▶ **EXERCISE PROMPT**: Where a line in the listing below contains the word "them", copy that line.

━━━

//! Graph sanitizer — tolerant extraction plus invariant enforcement
//!
//! Two passes by design: nodes are collected in full before any edge is
//! validated, so edge validation never depends on extraction order within
//! the chunk. Every repair, drop, and stub is counted in the report; no
//! input can make a call fail.

use crate::extract::{edge_from_block, node_from_block};
use crate::model::{GraphResult, Node, NodeSet, SanitizerReport};
use crate::repair::repair;
use crate::scan::blocks;
use tracing::{debug, warn};

/// Output of one sanitizer call over one chunk's raw text.
#[derive(Debug, Clone)]
pub struct Sanitized {
    pub result: GraphResult,
    /// The repaired text, suitable for raw-TagLog audit export
    pub cleaned_text: String,
    pub report: SanitizerReport,
}

/// Repair, extract, and validate one chunk of graph-mode TagLog.
///
/// With `auto_stub` set, an edge endpoint that names no extracted node gets
/// a stub node and the edge is kept; otherwise the edge is dropped. Either
/// way the outcome is counted.
pub fn sanitize_graph(raw_text: &str, chunk_id: u32, auto_stub: bool) -> Sanitized {
    let outcome = repair(raw_text);
    let mut report = SanitizerReport {
        repairs: outcome.repairs,
        ..Default::default()
    };
    let cleaned_text = outcome.text;

    // Pass 1: collect nodes, first occurrence of an id wins
    let mut nodes = NodeSet::new();
    for block in blocks(&cleaned_text, "node") {
        report.nodes_raw += 1;
        let node = node_from_block(block, chunk_id);
        if node.id.is_empty() {
            report.nodes_dropped_empty_id += 1;
            warn!(chunk_id, "dropping node block without an id");
            continue;
        }
        if !nodes.insert_if_absent(node) {
            debug!(chunk_id, "duplicate node id within chunk, first kept");
        }
    }

    // Pass 2: structural edge checks
    let mut pending = Vec::new();
    for block in blocks(&cleaned_text, "edge") {
        report.edges_raw += 1;
        let edge = edge_from_block(block, chunk_id);
        if edge.source.is_empty() || edge.target.is_empty() {
            report.edges_dropped_missing_endpoint += 1;
            warn!(chunk_id, "dropping edge with missing endpoint");
            continue;
        }
        if edge.relation.is_empty() {
            // strict: an edge without a relation is never tolerated
            report.edges_dropped_missing_relation += 1;
            warn!(
                chunk_id,
                source = %edge.source,
                target = %edge.target,
                "dropping edge with missing relation"
            );
            continue;
        }
        pending.push(edge);
    }

    // Referential integrity against the completed node set
    let mut edges = Vec::with_capacity(pending.len());
    for edge in pending {
        let mut keep = true;
        for endpoint in [&edge.source, &edge.target] {
            if nodes.contains(endpoint) {
                continue;
            }
            if auto_stub {
                debug!(chunk_id, endpoint = %endpoint, "stubbing dangling edge endpoint");
                nodes.insert_if_absent(Node::stub(endpoint.clone()));
                report.stub_nodes_created += 1;
            } else {
                keep = false;
            }
        }
        if keep {
            edges.push(edge);
        } else {
            report.edges_dropped_nonexistent_endpoint += 1;
            warn!(
                chunk_id,
                source = %edge.source,
                target = %edge.target,
                "dropping edge with nonexistent endpoint"
            );
        }
    }

    report.nodes_kept = nodes.len() as u64;
    report.edges_kept = edges.len() as u64;

    Sanitized {
        result: GraphResult {
            nodes: nodes.into_vec(),
            edges,
        },
        cleaned_text,
        report,
    }
}
//! TagLog CLI — drive the extraction/merge engine over chunk files.
//!
//! Usage:
//!   taglog analyze --mode graph chunk1.xml chunk2.xml [--out master.json]
//!   taglog repair broken.xml

use clap::{Parser, Subcommand};
use std::path::{Path, PathBuf};
use taglog::{AnalysisMode, AnalysisSession, RunOutput};

#[derive(Parser)]
#[command(
    name = "taglog",
    version,
    about = "Tolerant extraction, repair, and merge engine for TagLog output"
)]
struct Cli {
    #[command(subcommand)]
    command: Commands,
}

#[derive(Subcommand)]
enum Commands {
    /// Analyze a sequence of chunk files and merge them into one result
    Analyze {
        /// Analysis mode (dashboard, graph, timeline, subtext)
        #[arg(long)]
        mode: String,
        /// Drop edges with unknown endpoints instead of stubbing them
        #[arg(long)]
        no_stub: bool,
        /// Write the merged result as JSON to this file (stdout otherwise)
        #[arg(long)]
        out: Option<PathBuf>,
        /// Write the accumulated cleaned TagLog text to this file
        #[arg(long)]
        raw_log: Option<PathBuf>,
        /// Chunk files in order; chunk ids are 1-based file positions
        #[arg(required = true)]
        chunks: Vec<PathBuf>,
    },
    /// Repair known tag mistakes in one file and print the result
    Repair {
        /// File containing raw TagLog text
        file: PathBuf,
    },
}

fn cmd_analyze(
    mode: &str,
    no_stub: bool,
    out: Option<&Path>,
    raw_log: Option<&Path>,
    chunks: &[PathBuf],
) -> i32 {
    let mode: AnalysisMode = match mode.parse() {
        Ok(mode) => mode,
        Err(e) => {
            eprintln!("Error: {} (expected dashboard, graph, timeline, or subtext)", e);
            return 1;
        }
    };

    let mut session = AnalysisSession::new(mode).with_auto_stub(!no_stub);
    for (i, path) in chunks.iter().enumerate() {
        let chunk_id = (i + 1) as u32;
        let text = match std::fs::read_to_string(path) {
            Ok(text) => text,
            Err(e) => {
                eprintln!("Error: cannot read '{}': {}", path.display(), e);
                return 1;
            }
        };
        let report = session.ingest(&text, chunk_id);
        eprintln!(
            "chunk {}: {} repairs, {} dropped, {} stubs",
            chunk_id,
            report.repairs,
            report.total_dropped(),
            report.stub_nodes_created
        );
    }

    let output = session.finish();
    print_summary(&output);

    if let Some(path) = raw_log {
        if let Err(e) = std::fs::write(path, &output.raw_log) {
            eprintln!("Error: cannot write '{}': {}", path.display(), e);
            return 1;
        }
    }

    let json = match serde_json::to_string_pretty(&output) {
        Ok(json) => json,
        Err(e) => {
            eprintln!("Error: cannot serialize result: {}", e);
            return 1;
        }
    };
    match out {
        Some(path) => {
            if let Err(e) = std::fs::write(path, json) {
                eprintln!("Error: cannot write '{}': {}", path.display(), e);
                return 1;
            }
            eprintln!("Wrote {}", path.display());
        }
        None => println!("{}", json),
    }
    0
}

fn print_summary(output: &RunOutput) {
    let report = &output.report;
    eprintln!(
        "run {} ({}): {} chunks",
        output.run_id, output.mode, output.chunks_processed
    );
    eprintln!("  repairs:        {}", report.repairs);
    eprintln!(
        "  nodes:          {} raw, {} kept, {} dropped (no id)",
        report.nodes_raw, report.nodes_kept, report.nodes_dropped_empty_id
    );
    eprintln!(
        "  edges:          {} raw, {} kept, {} dropped (endpoint), {} dropped (relation), {} dropped (unknown endpoint)",
        report.edges_raw,
        report.edges_kept,
        report.edges_dropped_missing_endpoint,
        report.edges_dropped_missing_relation,
        report.edges_dropped_nonexistent_endpoint
    );
    eprintln!("  stubs created:  {}", report.stub_nodes_created);
}

fn cmd_repair(file: &Path) -> i32 {
    let text = match std::fs::read_to_string(file) {
        Ok(text) => text,
        Err(e) => {
            eprintln!("Error: cannot read '{}': {}", file.display(), e);
            return 1;
        }
    };
    let outcome = taglog::repair::repair(&text);
    eprintln!("{} repairs", outcome.repairs);
    println!("{}", outcome.text);
    0
}

fn main() {
    tracing_subscriber::fmt()
        .with_env_filter(tracing_subscriber::EnvFilter::from_default_env())
        .with_writer(std::io::stderr)
        .init();

    let cli = Cli::parse();
    let code = match cli.command {
        Commands::Analyze {
            mode,
            no_stub,
            out,
            raw_log,
            chunks,
        } => cmd_analyze(&mode, no_stub, out.as_deref(), raw_log.as_deref(), &chunks),
        Commands::Repair { file } => cmd_repair(&file),
    };
    std::process::exit(code);
}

━━━

▶ **COMPLETED TASK**:
    /// Analyze a sequence of chunk files and merge them into one result
        /// Drop edges with unknown endpoints instead of stubbing them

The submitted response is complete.